While peace means different things to different people, no one in Pantasma seems to feel that the conflict should continue until victory is claimed by either side. "We want peace because we want to be free," says Omar Cruz, a farmer. "In a war, no one is free."
The truth of that observation is apparent to Noel Rodriguez Sanchez, 19, a conscript in the Sandinista army who has spent nearly two years based in and around Pantasma. During that time, he says, he has been involved in more than 50 skirmishes or battles with the contras and seen more than a dozen friends die. "In Managua they don't know what the real war is like," he says. "It is tough and it is dirty, and people get killed every day." As Rodriguez sits in the shade of a store's veranda, his AK-47 gripped between his knees, he is counting the days until his demobilization. "Just a few more now," he grins, "and then I'll be going home. I don't want ever to fight again."
While the conflict is only one factor in Nicaragua's economic decline in recent years, an end to the fighting would probably result in an immediate, if small, increase in agricultural production. And for hundreds of thousands of campesinos in contested areas where the gun is king, peace would remove a lot of fear from their lives. "Farmers are often too frightened to work their lands properly," says Cruz, who has had crops and animals taken by the guerrillas. "And what is the point of producing things that get blown up by land mines on the way to market?"
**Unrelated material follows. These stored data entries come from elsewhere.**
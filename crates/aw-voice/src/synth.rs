//! Per-segment speech synthesis
//!
//! Runs the TTS call once per dialogue segment, strictly sequentially,
//! recording each attempt as an explicit outcome instead of bailing on the
//! first failure. The whole run fails only when no segment succeeded.

use tracing::{info, warn};

use crate::error::{Result, SegmentFailure, VoiceError};
use crate::script::{DialogueSegment, Speaker};
use crate::tts::TtsClient;

/// Voice identifier per speaker. Opaque, provider-specific values supplied
/// by configuration.
#[derive(Debug, Clone)]
pub struct VoiceBinding {
    pub host_a: String,
    pub host_b: String,
}

impl VoiceBinding {
    pub fn voice_for(&self, speaker: Speaker) -> &str {
        match speaker {
            Speaker::HostA => &self.host_a,
            Speaker::HostB => &self.host_b,
        }
    }
}

/// Non-speech markup the script generator may emit
const MARKUP_TOKENS: &[&str] = &["[laughs]", "[laugh]"];

/// Remove non-speech markup tokens from segment text.
fn strip_markup(text: &str) -> String {
    let mut text = text.to_string();
    for token in MARKUP_TOKENS {
        text = text.replace(token, "");
    }
    text.trim().to_string()
}

/// Outcome of one segment's synthesis attempt
enum Outcome {
    Rendered(Vec<u8>),
    Skipped,
    Failed(SegmentFailure),
}

/// Result of a synthesis run with at least one success
#[derive(Debug)]
pub struct SynthesisRun {
    /// Successful clips in original segment order (failed indices dropped)
    pub clips: Vec<Vec<u8>>,
    /// Failures, in original segment order
    pub failed: Vec<SegmentFailure>,
    /// Number of segments actually attempted (empty segments are skipped)
    pub attempted: usize,
}

impl SynthesisRun {
    pub fn is_partial(&self) -> bool {
        !self.failed.is_empty()
    }
}

/// Sequential per-segment synthesizer
pub struct Synthesizer<'a> {
    tts: &'a TtsClient,
    voices: &'a VoiceBinding,
}

impl<'a> Synthesizer<'a> {
    pub fn new(tts: &'a TtsClient, voices: &'a VoiceBinding) -> Self {
        Self { tts, voices }
    }

    /// Synthesize every segment, tolerating per-segment failures.
    ///
    /// A missing API key aborts before the loop starts (every attempt
    /// would fail identically). Transport failures, provider rejections
    /// and empty audio payloads are recorded per segment; the run fails
    /// only when zero segments succeeded.
    pub async fn synthesize_segments(
        &self,
        segments: &[DialogueSegment],
    ) -> Result<SynthesisRun> {
        if !self.tts.has_credentials() {
            return Err(VoiceError::CredentialMissing);
        }

        info!("Generating audio for {} segments", segments.len());

        let mut outcomes = Vec::with_capacity(segments.len());
        for (index, segment) in segments.iter().enumerate() {
            let text = strip_markup(&segment.text);
            if text.is_empty() {
                warn!("Segment {} is empty after markup stripping, skipping", index + 1);
                outcomes.push(Outcome::Skipped);
                continue;
            }

            info!(
                "Processing segment {}/{}: {}",
                index + 1,
                segments.len(),
                segment.speaker
            );

            let voice = self.voices.voice_for(segment.speaker);
            match self.tts.synthesize(&text, voice).await {
                Ok(clip) => outcomes.push(Outcome::Rendered(clip)),
                Err(
                    error @ (VoiceError::Http(_)
                    | VoiceError::UpstreamRejection { .. }
                    | VoiceError::EmptyAudio),
                ) => {
                    warn!("Segment {} failed: {}", index + 1, error);
                    outcomes.push(Outcome::Failed(SegmentFailure {
                        index,
                        reason: error.to_string(),
                    }));
                }
                Err(other) => return Err(other),
            }
        }

        finish_run(outcomes)
    }
}

/// Fold per-segment outcomes into a run result.
fn finish_run(outcomes: Vec<Outcome>) -> Result<SynthesisRun> {
    let attempted = outcomes
        .iter()
        .filter(|o| !matches!(o, Outcome::Skipped))
        .count();

    let mut clips = Vec::new();
    let mut failed = Vec::new();
    for outcome in outcomes {
        match outcome {
            Outcome::Rendered(clip) => clips.push(clip),
            Outcome::Failed(failure) => failed.push(failure),
            Outcome::Skipped => {}
        }
    }

    if clips.is_empty() && !failed.is_empty() {
        return Err(VoiceError::AllSegmentsFailed { failures: failed });
    }

    if !failed.is_empty() {
        warn!("{} segment(s) failed, {} succeeded", failed.len(), clips.len());
    }

    Ok(SynthesisRun { clips, failed, attempted })
}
For some, though, an end to the war is only the first of the country's many + desperate needs. Though the government recently announced a series of economic reforms and introduced a new currency in a bid to defeat an annual inflation rate of some 1,500%, few people believe it is capable of extracting Nicaragua from the economic mire in which the country finds itself. "We all want peace more than anything else," says Julio Duarte, a salesman from Managua who sells cheap cosmetics and novelties to the stores in Pantasma. "But peace and prosperity don't necessarily go hand in hand."
Like a growing number of his countrymen, Duarte blames the Sandinistas' prefabricated revolutionary socialism for many of Nicaragua's economic woes. He turns to baseball, a game made popular in Nicaragua by U.S. Marines in the early part of the century, to explain what he feels needs to happen. "What do you do when a pitcher is getting hit out of the ball park?" he asks. "You change him and try someone with a fresh arm, don't you?"
Taking refuge behind an analogy and a double interrogative may seem unnecessarily furtive at a time when the Sandinistas and the contras are talking earnestly of ending the bloodshed. But it is a pointed reminder that peace and the broad political consensus needed to sustain it are still no more than dreams for most Nicaraguans.